Preschoolers in aloha shirts and brightly colored dresses, some with oversize dark glasses and flipflops, donned shiny “grass” skirts to hula dance and sing for the audience.
Then, as their names were called, they crossed the stage to receive their diplomas from Ms. Wanda, pausing for photos while holding up a sign proclaiming what they hope to be when they grow up before returning to their seats.
Their signs said things like: A dentist. A fireman. A construction worker. A police officer. A princess at Disneyland. Batman.
The class of 2017 consisted of 16 graduates. Well, 17, if you count the honorary graduate. That would be Pooh Bear, whose name was called and who was carried across the stage by one of the young graduates to receive his diploma.
“He went home overnight with each child,” Ms. Wanda explained. “The children keep a journal, and we got to read about his adventures every day. So he was our guest of honor, our honorary graduate.”
After all the rolled pieces of “parchment” had been handed out, there was one last time for the little graduates to “sound off” with a salute to Ms. Wanda, who also reminded them not to forget to go pick up their framed graduation photos after the ceremony.
“Ms. Wanda” is Wanda Piatt, who’s been teaching preschool since 1994, all but about three of those years at Bethania Preschool. For most of that time, she’s been sending her young charges off with an island-themed graduation ceremony.
“I’ve been doing this now for 25 or 26 years,” Piatt said. “I hope to be doing it a few more.”
Piatt said the graduation ceremony is something that sticks with the children, a fond memory that helps them also remember their year at the preschool.
“I’ll see kids I had in high school — and there’s one in college — at the market, and they’ll come up and ask me if I recognize them,” she said. “I’ll say, ‘I don’t know. Tell me what you did in the classroom.” They tell me, and then I put it together.
“Everyone does something that imprints on you, some little thing they do,” she added.
Piatt paused the conversation to autograph a little white stuffed dog wearing a mortarboard for one of her young graduates.
“Ms. Wanda goes above and beyond,” said Chris Brown, pastor of Bethania Lutheran Church in Solvang, which sponsors the preschool. “She comes in every Saturday to get her room ready for the next week. She’s very clearly called to this work.”

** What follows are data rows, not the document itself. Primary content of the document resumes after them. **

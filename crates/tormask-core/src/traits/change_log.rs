// # Change Log Trait
//
// Defines the interface for recording successful identity changes.
//
// ## Purpose
//
// Every successful rotation produces one entry. Entries are never mutated
// or deleted; ordering is the order of `append` calls.
//
// ## Implementations
//
// - File-based append-only text log (`FileChangeLog`)
// - In-memory (`MemoryChangeLog`) for tests and non-persistent runs

use async_trait::async_trait;
use chrono::{DateTime, Local};

use super::identity_source::{IdentityRecord, clean_field};

/// Timestamp format used in log lines and on screen
pub const TIMESTAMP_FORMAT: &str = "%Y-%m-%d %H:%M:%S";

/// One successful identity change
#[derive(Debug, Clone, PartialEq)]
pub struct ChangeLogEntry {
    /// Local wall-clock time of the change
    pub timestamp: DateTime<Local>,
    /// Identity observed after the change
    pub identity: IdentityRecord,
}

impl ChangeLogEntry {
    /// Create an entry stamped with the current time
    pub fn now(identity: IdentityRecord) -> Self {
        Self {
            timestamp: Local::now(),
            identity,
        }
    }

    /// Render as a single log line (no trailing newline)
    ///
    /// Format: `<timestamp> | <address> | <country> | <city> | <isp>`.
    /// Fields are passed through [`clean_field`], so one entry is always
    /// exactly one line with five fields.
    pub fn to_line(&self) -> String {
        format!(
            "{} | {} | {} | {} | {}",
            self.timestamp.format(TIMESTAMP_FORMAT),
            clean_field(&self.identity.address),
            clean_field(&self.identity.country),
            clean_field(&self.identity.city),
            clean_field(&self.identity.isp)
        )
    }
}

/// Trait for change log implementations
///
/// # Trust Level: Trusted (Core Component)
///
/// ## Allowed Capabilities
/// - ✅ Perform I/O on its own log container
/// - ✅ Serialize concurrent appends internally
///
/// ## Forbidden Capabilities
/// - ❌ Holding the log open between calls
/// - ❌ Rewriting or truncating existing entries
/// - ❌ Deciding when a change happened (owned by `RotationScheduler`)
#[async_trait]
pub trait ChangeLog: Send + Sync {
    /// Append one entry
    ///
    /// # Returns
    ///
    /// - `Ok(())`: the entry is flushed
    /// - `Err(Error::LogWrite)`: I/O failure
    async fn append(&self, entry: &ChangeLogEntry) -> Result<(), crate::Error>;

    /// The last `limit` data lines, oldest first
    async fn recent(&self, limit: usize) -> Result<Vec<String>, crate::Error>;

    /// Where the log lives, for display
    fn location(&self) -> String;
}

Finished with the autograph, Piatt gives a lot of credit to the parents, not only for the children’s success in class but also the success of the annual graduation ceremony.
“When we come down her for practice, this is all barren,” Piatt said, sweeping her hand around to indicate the riot of colorful decorations covering Atterdag Bowl. “I buy all the decorations, and the parents come by, pick them up and sneak down here to decorate.

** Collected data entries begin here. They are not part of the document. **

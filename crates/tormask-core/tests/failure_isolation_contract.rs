//! Contract Test: Failure Isolation
//!
//! Constraints verified:
//! - A failed step skips the rest of its cycle
//! - A failed cycle never stops the loop
//! - Nothing is logged unless an identity was resolved
//! - A failed append still counts as a rotation

mod common;

use common::*;
use std::time::Duration;
use tormask_core::SchedulerEvent;
use tormask_core::engine::RotationStage;

#[tokio::test(start_paused = true)]
async fn rejected_authentication_skips_identity_and_continues() {
    let doubles = Doubles::new();
    let control = MockControlChannel::new(ControlBehavior::RejectAuth);
    let mut components = doubles.components();
    components.control = Box::new(control.clone());

    let mut session = start(components, 1);

    match session
        .wait_for(|e| matches!(e, SchedulerEvent::RotationFailed { .. }))
        .await
    {
        SchedulerEvent::RotationFailed { stage, error } => {
            assert_eq!(stage, RotationStage::Control);
            assert!(error.contains("515"), "error: {}", error);
        }
        _ => unreachable!(),
    }

    tokio::time::sleep(Duration::from_millis(2500)).await;

    let stats = session.statistics().await;
    assert_eq!(control.call_count(), 3, "loop keeps running after failures");
    assert_eq!(stats.failed_rotations, 3);
    assert_eq!(stats.rotations, 0);
    assert_eq!(doubles.identity.call_count(), 0);
    assert!(doubles.log.is_empty().await);

    session.request_shutdown("test").await;
    session.join().await;
}

#[tokio::test(start_paused = true)]
async fn rejected_signal_is_a_control_failure() {
    let doubles = Doubles::new();
    let mut components = doubles.components();
    components.control = Box::new(MockControlChannel::new(ControlBehavior::RejectSignal));

    let mut session = start(components, 5);

    match session
        .wait_for(|e| matches!(e, SchedulerEvent::RotationFailed { .. }))
        .await
    {
        SchedulerEvent::RotationFailed { stage, .. } => assert_eq!(stage, RotationStage::Control),
        _ => unreachable!(),
    }
    assert_eq!(doubles.identity.call_count(), 0);

    session.request_shutdown("test").await;
    session.join().await;
}

#[tokio::test(start_paused = true)]
async fn missing_cookie_never_reaches_control_port() {
    let doubles = Doubles::new();
    let cookies = MockCookieSource::missing();
    let mut components = doubles.components();
    components.cookies = Box::new(cookies.clone());

    let mut session = start(components, 1);
    tokio::time::sleep(Duration::from_millis(1500)).await;

    let stats = session.statistics().await;
    assert_eq!(cookies.call_count(), 2, "cookie is re-read every cycle");
    assert_eq!(doubles.control.call_count(), 0);
    assert_eq!(stats.failed_rotations, 2);

    session.request_shutdown("test").await;
    let (_, events) = session.join().await;
    assert!(matches!(events.last(), Some(SchedulerEvent::Stopped { .. })));
}

#[tokio::test(start_paused = true)]
async fn unreachable_control_port_is_reported() {
    let doubles = Doubles::new();
    let mut components = doubles.components();
    components.control = Box::new(MockControlChannel::new(ControlBehavior::Unreachable));

    let mut session = start(components, 5);

    match session
        .wait_for(|e| matches!(e, SchedulerEvent::RotationFailed { .. }))
        .await
    {
        SchedulerEvent::RotationFailed { stage, error } => {
            assert_eq!(stage, RotationStage::Control);
            assert!(error.contains("connection refused"));
        }
        _ => unreachable!(),
    }

    session.request_shutdown("test").await;
    session.join().await;
}

#[tokio::test(start_paused = true)]
async fn unavailable_identity_writes_no_log_entry() {
    let doubles = Doubles::new();
    let identity = MockIdentitySource::unavailable();
    let mut components = doubles.components();
    components.identity = Box::new(identity.clone());

    let mut session = start(components, 1);
    tokio::time::sleep(Duration::from_millis(1500)).await;

    let stats = session.statistics().await;
    assert_eq!(identity.call_count(), 2);
    assert_eq!(doubles.control.call_count(), 2, "rotation itself succeeded");
    assert_eq!(stats.rotations, 0);
    assert_eq!(stats.failed_rotations, 2);
    assert!(doubles.log.is_empty().await);

    session.request_shutdown("test").await;
    session.join().await;
}

#[tokio::test(start_paused = true)]
async fn failed_append_is_reported_but_counted() {
    let doubles = Doubles::new();
    let log = FailingChangeLog::default();
    let mut components = doubles.components();
    components.change_log = Box::new(log.clone());

    let mut session = start(components, 1);

    match session
        .wait_for(|e| matches!(e, SchedulerEvent::LogWriteFailed { .. }))
        .await
    {
        SchedulerEvent::LogWriteFailed { error } => assert!(error.contains("disk full")),
        _ => unreachable!(),
    }

    tokio::time::sleep(Duration::from_millis(1500)).await;

    let stats = session.statistics().await;
    assert_eq!(log.attempt_count(), 2);
    assert_eq!(stats.rotations, 2);
    assert_eq!(stats.log_write_failures, 2);
    assert_eq!(stats.failed_rotations, 0);

    session.request_shutdown("test").await;
    session.join().await;
}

“When we were coming down the hill this morning and the children saw this, their eyes just lit up,” she said. “They were so excited.”
The ceremony is not only a highlight of the children’s preschool careers, but it’s also a highlight for family members.
“I had no idea this was a big deal,” said Sergio Ibarra, who was there to see his niece Scarlett graduate. “Actually, it’s pretty amazing.”
Equally amazing might be that Ibarra drove all the way from San Diego to Solvang just to watch Scarlett receive her diploma. In fact, he said, 14 family members were there for the ceremony.
That’s not an uncommon reaction among family members who are not familiar with the tradition.
“It’s pretty exciting. Good stuff,” said Michael Friend, who with wife Elizabeth drove from Lompoc to watch granddaughter Gracie graduate. “She’s excited, too.”
“It’s a much bigger and special deal than I really thought they were going to do,” Elizabeth said. “They made it really special.”
And how many from their family came to the graduation?
“A bunch,” Michael said with a laugh as Elizabeth counted them up.
“We have 13 family members here,” she said. “Most of them are from Solvang and Buellton.”
Piatt, who speaks with an animated sense of wonder that calls to mind the preschoolers she teaches, doesn’t appear to be losing any steam after a quarter century of graduating preschoolers.
In fact, she said they are really what keeps her going.
“They’re so fresh,” she said enthusiastically. “They haven’t been spoiled by everyone’s ideas yet. They keep me smiling all the time. They’re the best thing in the world.”